Memorial · Budapest

Bay Zoltán

d. 2000

Photograph at the Bay Zoltán Memorial

Zoltán Lajos Bay (July 24, 1900 – October 4, 1992) was a Hungarian physicist, professor, and engineer who developed technologies, including tungsten lamps and microwave devices. He was the leader of the second group to observe radar echoes from the Moon (Moonbounce). From 1930, he worked at the University of Szeged as a professor of theoretical physics.

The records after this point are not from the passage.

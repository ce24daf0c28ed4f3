//! # sqlcraft
//!
//! Fluent, parameter-safe SQL statement builders, plus a clause-level parser
//! that turns existing SQL back into a builder.
//!
//! ## Features
//!
//! - **SQL explicit**: clauses are plain SQL text; the builders only arrange them
//! - **Positional parameters**: values are recorded beside their `?` in clause order
//! - **Composable**: nest queries and conditions; their parameters are spliced in place
//! - **Round-trip**: parse `SELECT ...` text and keep building on it
//! - **Safe misuse**: duplicate single-value clauses and wrong nesting are reported, not rendered
//!
//! ## Builders
//!
//! ```ignore
//! use sqlcraft::prelude::*;
//!
//! let stmt = select()
//!     .select_cols(&["id", "name"])
//!     .from("users")
//!     .where_with("status = ?", ["active"])
//!     .order_by("created_at DESC")
//!     .limit(10)
//!     .build()?;
//! assert_eq!(
//!     stmt.sql(),
//!     "SELECT id, name FROM users WHERE status = ? ORDER BY created_at DESC LIMIT 10"
//! );
//!
//! let stmt = insert_into("users").set("name", "alice").set("age", 30).build()?;
//! assert_eq!(stmt.sql(), "INSERT INTO users (name, age) VALUES (?, ?)");
//! ```

pub mod builder;
pub mod config;
pub mod error;
pub mod normalize;
pub mod parser;
pub mod prelude;
pub mod row;
pub mod script;
pub mod statement;
pub mod value;

pub use builder::{
    Concat, Delete, Insert, ParamConcat, Select, SqlBuilder, Union, Update, Where, delete_from,
    insert_into, select, union, update,
};
pub use config::RenderConfig;
pub use error::{SqlError, SqlResult};
pub use normalize::{
    BytesToText, IntToBool, IntToFloat, Normalize, NormalizerChain, TextToTimestamp, TextToUuid,
    ValueKind,
};
pub use parser::{Chunk, Clause, SqlParser};
pub use row::{FromRow, Row, RowMapping};
pub use script::{load_script, split_statements};
pub use statement::{PlaceholderStyle, Statement};
pub use value::{FromValue, Value};
use super::concat::{Concat, join_clauses};
use super::traits::SqlBuilder;
use super::where_builder::{NO_PARAMS, Where};
use crate::error::SqlResult;
use crate::value::Value;

const AND: &str = " AND ";
const OR: &str = " OR ";

/// DELETE builder.
#[derive(Debug, Clone, PartialEq)]
pub struct Delete {
    /// Target table (write-once)
    from: Concat,
    /// WHERE conditions
    where_clause: Where,
    /// RETURNING columns
    returning: Concat,
}

impl Default for Delete {
    fn default() -> Self {
        Self::new()
    }
}

impl Delete {
    pub fn new() -> Self {
        Self {
            from: Concat::clause("DELETE FROM ", None),
            where_clause: Where::clause("WHERE "),
            returning: Concat::clause("RETURNING ", Some(", ")),
        }
    }

    /// Set the target table. May be set once.
    pub fn from(mut self, table: &str) -> Self {
        self.from.append(table);
        self
    }

    pub fn where_(self, expr: &str) -> Self {
        self.and_where(expr)
    }

    pub fn where_with<I, V>(self, expr: &str, params: I) -> Self
    where
        I: IntoIterator<Item = V>,
        V: Into<Value>,
    {
        self.and_where_with(expr, params)
    }

    pub fn and_where(mut self, expr: &str) -> Self {
        self.where_clause.push(AND, expr, NO_PARAMS);
        self
    }

    pub fn and_where_with<I, V>(mut self, expr: &str, params: I) -> Self
    where
        I: IntoIterator<Item = V>,
        V: Into<Value>,
    {
        self.where_clause.push(AND, expr, params);
        self
    }

    pub fn or_where(mut self, expr: &str) -> Self {
        self.where_clause.push(OR, expr, NO_PARAMS);
        self
    }

    pub fn or_where_with<I, V>(mut self, expr: &str, params: I) -> Self
    where
        I: IntoIterator<Item = V>,
        V: Into<Value>,
    {
        self.where_clause.push(OR, expr, params);
        self
    }

    pub fn where_group(mut self, nested: &Where) -> Self {
        self.where_clause.push_group(AND, nested);
        self
    }

    pub fn where_sub<Q: SqlBuilder + ?Sized>(mut self, template: &str, query: &Q) -> Self {
        self.where_clause.push_sub(AND, template, query);
        self
    }

    /// Append RETURNING columns.
    pub fn returning(mut self, cols: &str) -> Self {
        self.returning.append(cols);
        self
    }
}

impl SqlBuilder for Delete {
    fn build_sql(&self) -> SqlResult<String> {
        let from = self.from.to_sql()?;
        let where_clause = if from.is_empty() {
            self.where_clause.to_headless_sql()?
        } else {
            self.where_clause.build_sql()?
        };
        Ok(join_clauses([from, where_clause, self.returning.to_sql()?]))
    }

    fn params(&self) -> Vec<Value> {
        self.where_clause.param_values().to_vec()
    }
}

In 1923 at Tungsram Ltd., a research laboratory was established for improving light sources, mainly electric bulbs. The head of that laboratory was Ignác Pfeifer, whose research staff included Bay, along with Tivadar Millner, Imre Bródy, György Szigeti, Ernő Winter, and many others. György Szigeti worked together with Bay on metal-vapor lamps and fluorescent light sources. They received a U.S. patent on "Electroluminescent light sources" which were made of silicon carbide; these light sources were the ancestors of light-emitting diodes (LEDs). In 1955, Bay became head of the Department of Nuclear Physics in the National Bureau of Standards (NBS, called today NIST), where he measured the velocity and frequency of light by a previously unknown measurement method. As a result of Bay's research, the 1983 conference of the International Weights and Measures Bureau accepted, as a standard, the definition of a meter (metre) as recommended by Bay. In 1998, the State of Israel recognized him as among the Righteous Among the Nations and listed his name at Yad Vashem as rescuer number 6497.